Assignment >> Output all of the entries beneath, exactly as written.
== Segment start ==
//! # sitemap-audit Library
//!
//! Fetches sitemap and sitemap index documents, counts their URLs by
//! top-level directory, and merges per-sitemap counts into a summary table.

pub mod analyzer;
pub mod cli;
pub mod directory;
pub mod error;
pub mod error_reporter;
pub mod export;
pub mod http_client;
pub mod logging;
pub mod output;
pub mod report;
pub mod sitemap;

pub use analyzer::{
    AnalysisPhase, AnalysisProgress, AnalyzerConfig, IndexAnalysis, ProgressCallback,
    SitemapAnalyzer,
};
pub use cli::{AnalysisMode, Cli, Config, OutputFormat, VerbosityLevel};
pub use directory::{DirectoryCounts, HOMEPAGE_LABEL, OTHERS_LABEL, classify_path, classify_url};
pub use error::{Result, SitemapError};
pub use error_reporter::ErrorReporter;
pub use export::{export_url_csv, write_url_csv};
pub use http_client::{AsyncHttpClient, HttpClientConfig, SitemapFetcher};
pub use output::Output;
pub use report::{
    AggregateTable, IndexReport, SitemapReport, TOTAL_ROW_LABEL, TableRow, UrlEntry, UrlRow,
};
pub use sitemap::{
    DocumentKind, LocationResolution, SitemapDocument, aggregate_document, aggregate_sitemap,
    resolve_locations,
};
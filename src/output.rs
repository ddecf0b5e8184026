//! Simple Output and Reporting
//!
//! This module renders analysis results as aligned text tables.

use crate::cli::VerbosityLevel;
use crate::report::{AggregateTable, IndexReport, SitemapReport, UrlRow};
use crate::sitemap::DocumentKind;

#[derive(Debug, Clone, Copy, PartialEq, Eq)]
enum Align {
    Left,
    Right,
}

/// Simple output formatter for human-readable results
pub struct Output {
    verbosity: VerbosityLevel,
    show_colors: bool,
}

impl Output {
    pub fn new(verbosity: VerbosityLevel) -> Self {
        Self {
            verbosity,
            show_colors: atty::is(atty::Stream::Stdout),
        }
    }

    pub fn with_colors(verbosity: VerbosityLevel, show_colors: bool) -> Self {
        Self {
            verbosity,
            show_colors,
        }
    }

    fn colorize(&self, text: &str, color: &str) -> String {
        if self.show_colors {
            format!("\x1b[{}m{}\x1b[0m", color, text)
        } else {
            text.to_string()
        }
    }

    fn header(&self, title: &str) -> String {
        format!("{}\n", self.colorize(title, "1"))
    }

    /// Overview of a sitemap index: one row per sitemap plus TOTAL
    pub fn format_index_summary(&self, index: &IndexReport, table: &AggregateTable) -> String {
        let mut output = String::new();
        output.push_str(&format!("Found {} sitemap files.\n", index.len()));

        if self.verbosity == VerbosityLevel::Quiet {
            output.push_str(&format!("Total URLs: {}\n", index.total_urls()));
            return output;
        }

        output.push('\n');
        output.push_str(&self.header("Overview of the Sitemap Index"));

        let mut headers = vec!["Sitemap".to_string(), "URL Count".to_string()];
        headers.extend(table.columns.iter().cloned());

        let rows: Vec<Vec<String>> = table
            .rows
            .iter()
            .map(|row| {
                let mut cells = vec![row.sitemap.clone(), row.url_count.to_string()];
                cells.extend(row.cells.iter().map(|count| count.to_string()));
                cells
            })
            .collect();

        output.push_str(&render_table(&headers, &rows));
        output
    }

    /// Overview of a single sitemap: one row per directory label
    pub fn format_sitemap_summary(&self, report: &SitemapReport) -> String {
        let mut output = String::new();
        output.push_str(&format!("Found {} URLs in the sitemap.\n", report.url_count));

        if self.verbosity == VerbosityLevel::Quiet {
            return output;
        }

        output.push('\n');
        output.push_str(&self.header("Overview of the Sitemap File"));

        let headers = vec!["Top-Level Directory".to_string(), "URL Count".to_string()];
        let rows: Vec<Vec<String>> = report
            .directory_rows()
            .into_iter()
            .map(|(label, count)| vec![label.to_string(), count.to_string()])
            .collect();

        output.push_str(&render_table(&headers, &rows));
        output
    }

    /// First `limit` rows of the URL listing, followed by a note when truncated
    pub fn format_url_preview<'a, I>(&self, rows: I, limit: usize, include_sitemap: bool) -> String
    where
        I: IntoIterator<Item = UrlRow<'a>>,
    {
        if self.verbosity == VerbosityLevel::Quiet {
            return String::new();
        }

        let mut headers = vec![String::new()];
        if include_sitemap {
            headers.push("Sitemap".to_string());
        }
        headers.push("URL".to_string());
        headers.push("Top-Level Directory".to_string());

        let mut total = 0;
        let mut table_rows = Vec::new();
        for (index, row) in rows.into_iter().enumerate() {
            total += 1;
            if index >= limit {
                continue;
            }
            let mut cells = vec![index.to_string()];
            if include_sitemap {
                cells.push(row.sitemap.to_string());
            }
            cells.push(row.url.to_string());
            cells.push(row.directory.to_string());
            table_rows.push(cells);
        }

        let mut output = String::new();
        output.push('\n');
        output.push_str(&self.header("All URLs"));
        output.push_str(&render_table(&headers, &table_rows));

        if total > limit {
            output.push_str(&format!(
                "{}\n",
                self.colorize(
                    &format!(
                        "Note: This is just a preview. The full data set has a total of {} URLs. \
                         Use --csv <PATH> to export them all.",
                        total
                    ),
                    "2"
                )
            ));
        }

        output
    }

    /// Diagnostic for a document whose root is neither an index nor a urlset
    pub fn format_unknown_format(&self, root: &str) -> String {
        format!(
            "{} root element <{}> is neither <sitemapindex> nor <urlset>; no sitemaps found",
            self.colorize("Unknown sitemap format:", "33"),
            root
        )
    }

    /// Diagnostic for a single-sitemap run on something other than a urlset
    pub fn format_not_a_urlset(&self, kind: &DocumentKind) -> Option<String> {
        match kind {
            DocumentKind::UrlSet => None,
            DocumentKind::SitemapIndex => Some(format!(
                "{} this is a sitemap index; run `sitemap-audit index <URL>` to analyze \
                 the sitemaps it lists",
                self.colorize("No URLs counted:", "33")
            )),
            DocumentKind::Unknown(root) => Some(format!(
                "{} root element <{}> is not <urlset>; no URLs found",
                self.colorize("Unknown sitemap format:", "33"),
                root
            )),
        }
    }
}

fn render_table(headers: &[String], rows: &[Vec<String>]) -> String {
    let columns = headers.len();
    let mut widths: Vec<usize> = headers.iter().map(|h| h.chars().count()).collect();
    for row in rows {
        for (i, cell) in row.iter().enumerate().take(columns) {
            widths[i] = widths[i].max(cell.chars().count());
        }
    }

    // Everything after the first column is numeric except the listing's text columns
    let aligns: Vec<Align> = headers
        .iter()
        .enumerate()
        .map(|(i, header)| {
            if i == 0 || matches!(header.as_str(), "Sitemap" | "URL" | "Top-Level Directory") {
                Align::Left
            } else {
                Align::Right
            }
        })
        .collect();

    let mut output = String::new();
    output.push_str(&render_line(headers, &widths, &aligns));
    let rule: Vec<String> = widths.iter().map(|w| "-".repeat(*w)).collect();
    output.push_str(&render_line(&rule, &widths, &aligns));
    for row in rows {
        output.push_str(&render_line(row, &widths, &aligns));
    }
    output
}

fn render_line(cells: &[String], widths: &[usize], aligns: &[Align]) -> String {
    let line: Vec<String> = cells
        .iter()
        .zip(widths.iter().zip(aligns.iter()))
        .map(|(cell, (width, align))| match align {
            Align::Left => format!("{:<width$}", cell, width = width),
            Align::Right => format!("{:>width$}", cell, width = width),
        })
        .collect();
    format!("{}\n", line.join("  ").trim_end())
}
== Segment end ==
Exercise answer >>
//! # sitemap-audit Library
//!
//! Fetches sitemap and sitemap index documents, counts their URLs by
//! top-level directory, and merges per-sitemap counts into a summary table.

pub mod analyzer;
pub mod cli;
pub mod directory;
pub mod error;
pub mod error_reporter;
pub mod export;
pub mod http_client;
pub mod logging;
pub mod output;
pub mod report;
pub mod sitemap;

pub use analyzer::{
    AnalysisPhase, AnalysisProgress, AnalyzerConfig, IndexAnalysis, ProgressCallback,
    SitemapAnalyzer,
};
pub use cli::{AnalysisMode, Cli, Config, OutputFormat, VerbosityLevel};
pub use directory::{DirectoryCounts, HOMEPAGE_LABEL, OTHERS_LABEL, classify_path, classify_url};
pub use error::{Result, SitemapError};
pub use error_reporter::ErrorReporter;
pub use export::{export_url_csv, write_url_csv};
pub use http_client::{AsyncHttpClient, HttpClientConfig, SitemapFetcher};
pub use output::Output;
pub use report::{
    AggregateTable, IndexReport, SitemapReport, TOTAL_ROW_LABEL, TableRow, UrlEntry, UrlRow,
};
pub use sitemap::{
    DocumentKind, LocationResolution, SitemapDocument, aggregate_document, aggregate_sitemap,
    resolve_locations,
};
filename src/output.rs
repository ddecf0b5e8184026
//! Simple Output and Reporting
//!
//! This module renders analysis results as aligned text tables.

use crate::cli::VerbosityLevel;
use crate::report::{AggregateTable, IndexReport, SitemapReport, UrlRow};
use crate::sitemap::DocumentKind;

#[derive(Debug, Clone, Copy, PartialEq, Eq)]
enum Align {
    Left,
    Right,
}

/// Simple output formatter for human-readable results
pub struct Output {
    verbosity: VerbosityLevel,
    show_colors: bool,
}

impl Output {
    pub fn new(verbosity: VerbosityLevel) -> Self {
        Self {
            verbosity,
            show_colors: atty::is(atty::Stream::Stdout),
        }
    }

    pub fn with_colors(verbosity: VerbosityLevel, show_colors: bool) -> Self {
        Self {
            verbosity,
            show_colors,
        }
    }

    fn colorize(&self, text: &str, color: &str) -> String {
        if self.show_colors {
            format!("\x1b[{}m{}\x1b[0m", color, text)
        } else {
            text.to_string()
        }
    }

    fn header(&self, title: &str) -> String {
        format!("{}\n", self.colorize(title, "1"))
    }

    /// Overview of a sitemap index: one row per sitemap plus TOTAL
    pub fn format_index_summary(&self, index: &IndexReport, table: &AggregateTable) -> String {
        let mut output = String::new();
        output.push_str(&format!("Found {} sitemap files.\n", index.len()));

        if self.verbosity == VerbosityLevel::Quiet {
            output.push_str(&format!("Total URLs: {}\n", index.total_urls()));
            return output;
        }

        output.push('\n');
        output.push_str(&self.header("Overview of the Sitemap Index"));

        let mut headers = vec!["Sitemap".to_string(), "URL Count".to_string()];
        headers.extend(table.columns.iter().cloned());

        let rows: Vec<Vec<String>> = table
            .rows
            .iter()
            .map(|row| {
                let mut cells = vec![row.sitemap.clone(), row.url_count.to_string()];
                cells.extend(row.cells.iter().map(|count| count.to_string()));
                cells
            })
            .collect();

        output.push_str(&render_table(&headers, &rows));
        output
    }

    /// Overview of a single sitemap: one row per directory label
    pub fn format_sitemap_summary(&self, report: &SitemapReport) -> String {
        let mut output = String::new();
        output.push_str(&format!("Found {} URLs in the sitemap.\n", report.url_count));

        if self.verbosity == VerbosityLevel::Quiet {
            return output;
        }

        output.push('\n');
        output.push_str(&self.header("Overview of the Sitemap File"));

        let headers = vec!["Top-Level Directory".to_string(), "URL Count".to_string()];
        let rows: Vec<Vec<String>> = report
            .directory_rows()
            .into_iter()
            .map(|(label, count)| vec![label.to_string(), count.to_string()])
            .collect();

        output.push_str(&render_table(&headers, &rows));
        output
    }

    /// First `limit` rows of the URL listing, followed by a note when truncated
    pub fn format_url_preview<'a, I>(&self, rows: I, limit: usize, include_sitemap: bool) -> String
    where
        I: IntoIterator<Item = UrlRow<'a>>,
    {
        if self.verbosity == VerbosityLevel::Quiet {
            return String::new();
        }

        let mut headers = vec![String::new()];
        if include_sitemap {
            headers.push("Sitemap".to_string());
        }
        headers.push("URL".to_string());
        headers.push("Top-Level Directory".to_string());

        let mut total = 0;
        let mut table_rows = Vec::new();
        for (index, row) in rows.into_iter().enumerate() {
            total += 1;
            if index >= limit {
                continue;
            }
            let mut cells = vec![index.to_string()];
            if include_sitemap {
                cells.push(row.sitemap.to_string());
            }
            cells.push(row.url.to_string());
            cells.push(row.directory.to_string());
            table_rows.push(cells);
        }

        let mut output = String::new();
        output.push('\n');
        output.push_str(&self.header("All URLs"));
        output.push_str(&render_table(&headers, &table_rows));

        if total > limit {
            output.push_str(&format!(
                "{}\n",
                self.colorize(
                    &format!(
                        "Note: This is just a preview. The full data set has a total of {} URLs. \
                         Use --csv <PATH> to export them all.",
                        total
                    ),
                    "2"
                )
            ));
        }

        output
    }

    /// Diagnostic for a document whose root is neither an index nor a urlset
    pub fn format_unknown_format(&self, root: &str) -> String {
        format!(
            "{} root element <{}> is neither <sitemapindex> nor <urlset>; no sitemaps found",
            self.colorize("Unknown sitemap format:", "33"),
            root
        )
    }

    /// Diagnostic for a single-sitemap run on something other than a urlset
    pub fn format_not_a_urlset(&self, kind: &DocumentKind) -> Option<String> {
        match kind {
            DocumentKind::UrlSet => None,
            DocumentKind::SitemapIndex => Some(format!(
                "{} this is a sitemap index; run `sitemap-audit index <URL>` to analyze \
                 the sitemaps it lists",
                self.colorize("No URLs counted:", "33")
            )),
            DocumentKind::Unknown(root) => Some(format!(
                "{} root element <{}> is not <urlset>; no URLs found",
                self.colorize("Unknown sitemap format:", "33"),
                root
            )),
        }
    }
}

fn render_table(headers: &[String], rows: &[Vec<String>]) -> String {
    let columns = headers.len();
    let mut widths: Vec<usize> = headers.iter().map(|h| h.chars().count()).collect();
    for row in rows {
        for (i, cell) in row.iter().enumerate().take(columns) {
            widths[i] = widths[i].max(cell.chars().count());
        }
    }

    // Everything after the first column is numeric except the listing's text columns
    let aligns: Vec<Align> = headers
        .iter()
        .enumerate()
        .map(|(i, header)| {
            if i == 0 || matches!(header.as_str(), "Sitemap" | "URL" | "Top-Level Directory") {
                Align::Left
            } else {
                Align::Right
            }
        })
        .collect();

    let mut output = String::new();
    output.push_str(&render_line(headers, &widths, &aligns));
    let rule: Vec<String> = widths.iter().map(|w| "-".repeat(*w)).collect();
    output.push_str(&render_line(&rule, &widths, &aligns));
    for row in rows {
        output.push_str(&render_line(row, &widths, &aligns));
    }
    output
}

fn render_line(cells: &[String], widths: &[usize], aligns: &[Align]) -> String {
    let line: Vec<String> = cells
        .iter()
        .zip(widths.iter().zip(aligns.iter()))
        .map(|(cell, (width, align))| match align {
            Align::Left => format!("{:<width$}", cell, width = width),
            Align::Right => format!("{:>width$}", cell, width = width),
        })
        .collect();
    format!("{}\n", line.join("  ").trim_end())
}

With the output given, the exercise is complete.